Why did so many people attend the Alumni Weekend? The reason, I believe, is that they feel a sense of belonging to the institution. Each is a member - not a former member, but a member - of the University, and of a college, and that concept of lifelong membership undoubtedly brings with it a sense of responsibility as well as a sense of belonging. The responsibility is to understand, and support (not necessarily financially), the institution greatly changed as of course it is - a university which does not change to meet changing needs dies - just as one tries to understand and support one's family.

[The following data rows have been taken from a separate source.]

pub(crate) mod editor;
pub(crate) mod segmentation;
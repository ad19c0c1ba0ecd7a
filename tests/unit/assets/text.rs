use std::path::PathBuf;

use super::*;

fn fixture_library() -> FontLibrary {
    let mut lib = FontLibrary::empty();
    lib.load_dir(&PathBuf::from(env!("CARGO_MANIFEST_DIR")).join("tests/data/fonts"));
    lib
}

#[test]
fn layout_plain_produces_a_nonempty_box() {
    let lib = fixture_library();
    let face = lib.query("DejaVu Sans", 400).unwrap();
    let mut engine = TextLayoutEngine::new();

    let shaped = engine
        .layout_plain("HELLO", &lib, &face, 48.0, TextBrushRgba8::default())
        .unwrap();
    assert!(shaped.width > 48.0);
    assert!(shaped.height > 0.0);
    assert_eq!(shaped.layout.lines().count(), 1);
}

#[test]
fn bigger_size_gives_wider_box() {
    let lib = fixture_library();
    let face = lib.query("DejaVu Sans", 700).unwrap();
    let mut engine = TextLayoutEngine::new();

    let small = engine
        .layout_plain("edit", &lib, &face, 20.0, TextBrushRgba8::default())
        .unwrap();
    let large = engine
        .layout_plain("edit", &lib, &face, 80.0, TextBrushRgba8::default())
        .unwrap();
    assert!(large.width > small.width);
    assert_eq!(engine.registered_faces(), 1);
}

#[test]
fn rejects_non_positive_size() {
    let lib = fixture_library();
    let face = lib.query("DejaVu Sans", 400).unwrap();
    let mut engine = TextLayoutEngine::new();

    let err = engine
        .layout_plain("x", &lib, &face, 0.0, TextBrushRgba8::default())
        .unwrap_err();
    assert!(matches!(err, TextBehindError::Validation(_)));
}

#[test]
fn brush_from_array_keeps_channel_order() {
    let brush = TextBrushRgba8::from_array([1, 2, 3, 4]);
    assert_eq!((brush.r, brush.g, brush.b, brush.a), (1, 2, 3, 4));
}
//! Editor configuration.

use std::path::{Path, PathBuf};
use std::sync::Arc;

use anyhow::Context as _;
use serde::{Deserialize, Serialize};

use crate::assets::fonts::FontLibrary;
use crate::foundation::error::{TextBehindError, TextBehindResult};
use crate::session::segmentation::{BackgroundRemover, CommandRemover};

/// Settings shared by every session started from the CLI.
#[derive(Debug, Clone, PartialEq, Serialize, Deserialize)]
#[serde(default, deny_unknown_fields)]
pub struct EditorConfig {
    /// Extra directories scanned for `.ttf`/`.otf`/`.ttc` files.
    pub font_dirs: Vec<PathBuf>,

    /// Whether to load the fonts installed on the host.
    pub system_fonts: bool,

    /// Directory the exported PNG is written to.
    pub output_dir: PathBuf,

    /// Background remover command, e.g. `rembg i {in} {out}`.
    pub segmentation_command: Option<String>,

    /// Default log filter when `RUST_LOG` is unset (e.g. "info", "text_behind=debug").
    pub log_filter: String,
}

impl Default for EditorConfig {
    fn default() -> Self {
        Self {
            font_dirs: Vec::new(),
            system_fonts: true,
            output_dir: PathBuf::from("."),
            segmentation_command: None,
            log_filter: "info".to_string(),
        }
    }
}

impl EditorConfig {
    /// Load a JSON config file. Missing fields take their defaults.
    pub fn from_path(path: &Path) -> TextBehindResult<Self> {
        let raw = std::fs::read_to_string(path)
            .with_context(|| format!("read config '{}'", path.display()))?;
        let cfg: Self = serde_json::from_str(&raw).map_err(|e| {
            TextBehindError::serde(format!("parse config '{}': {e}", path.display()))
        })?;
        cfg.validate()?;
        Ok(cfg)
    }

    /// Reject settings that cannot work.
    pub fn validate(&self) -> TextBehindResult<()> {
        if self.log_filter.trim().is_empty() {
            return Err(TextBehindError::validation("log_filter must not be empty"));
        }
        if self.output_dir.as_os_str().is_empty() {
            return Err(TextBehindError::validation("output_dir must not be empty"));
        }
        if let Some(cmd) = &self.segmentation_command {
            CommandRemover::from_template(cmd)?;
        }
        Ok(())
    }

    /// Build the font library described by this config.
    pub fn font_library(&self) -> FontLibrary {
        let mut lib = if self.system_fonts {
            FontLibrary::with_system_fonts()
        } else {
            FontLibrary::empty()
        };
        for dir in &self.font_dirs {
            lib.load_dir(dir);
        }
        tracing::debug!(faces = lib.face_count(), "font library ready");
        lib
    }

    /// The configured command remover, if any.
    pub fn remover(&self) -> TextBehindResult<Option<Arc<dyn BackgroundRemover>>> {
        let Some(cmd) = &self.segmentation_command else {
            return Ok(None);
        };
        let remover: Arc<dyn BackgroundRemover> = Arc::new(CommandRemover::from_template(cmd)?);
        Ok(Some(remover))
    }
}

#[cfg(test)]
#[path = "../tests/unit/config.rs"]
mod tests;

Is this a romantically idealised view? I believe it is not, even though many people may argue that in an intensely realistic world such emphasis on belonging is eye-wash. My feelings about it are coloured by the fact that, as this month begins, I reach the age at which my Fellowship of my college, which I joined 32 years ago, is transformed into an emeritus Fellowship. I am reminded of the story of a distinguished newspaper editor who was replaced by the proprietor - and as a sop to his pride made editor emeritus. He asked the proprietor what exactly emeritus meant. "The 'e' means you are no longer editor; the 'meritus' means that you do not deserve to be," came the brutal reply.

That, I am glad to say, is not how it seems to me. It is appropriate that the new generation moves forward, in any organisation, and the older generation takes a back seat. But the process need not mean rejection. Emeritus status is a recognition of the continuing membership which is a feature of this university, and it must surely be to the advantage of the institution as well as to the individual that support for what the institution is doing accompanies that feeling of permanence.

After a turbulent conference, the Prime Minister and other leaders of the British Labour Party, the party of present Government, must have wished for a stronger sense of membership among their followers. They were faced with criticism, and indeed revolt, over a number of policy issues. The complaint of the critics was essentially that the party has not been following some of the policies which they, the critics, see as the bedrock on which it is built. Mr. Blair and his colleagues, for their part, are urging the party to look forward, not back.

Whatever the rights and wrongs of particular policies, the general point that a party, like any other living organisation, must be prepared to embrace change if it is to survive, is surely true, just as it is true of the University of Cambridge. The risk is that if change leaves supporters behind, the organisation can quickly fall into serious difficulty. Binding them in by making their membership real, and making them realise that their contribution is important, is not a mere friendly courtesy. It is a pretty good survival strategy - which is why Cambridge puts a lot of effort into its Alumni Weekend.

BILL KIRKMAN

The writer is an Emeritus Fellow of Wolfson College, Cambridge.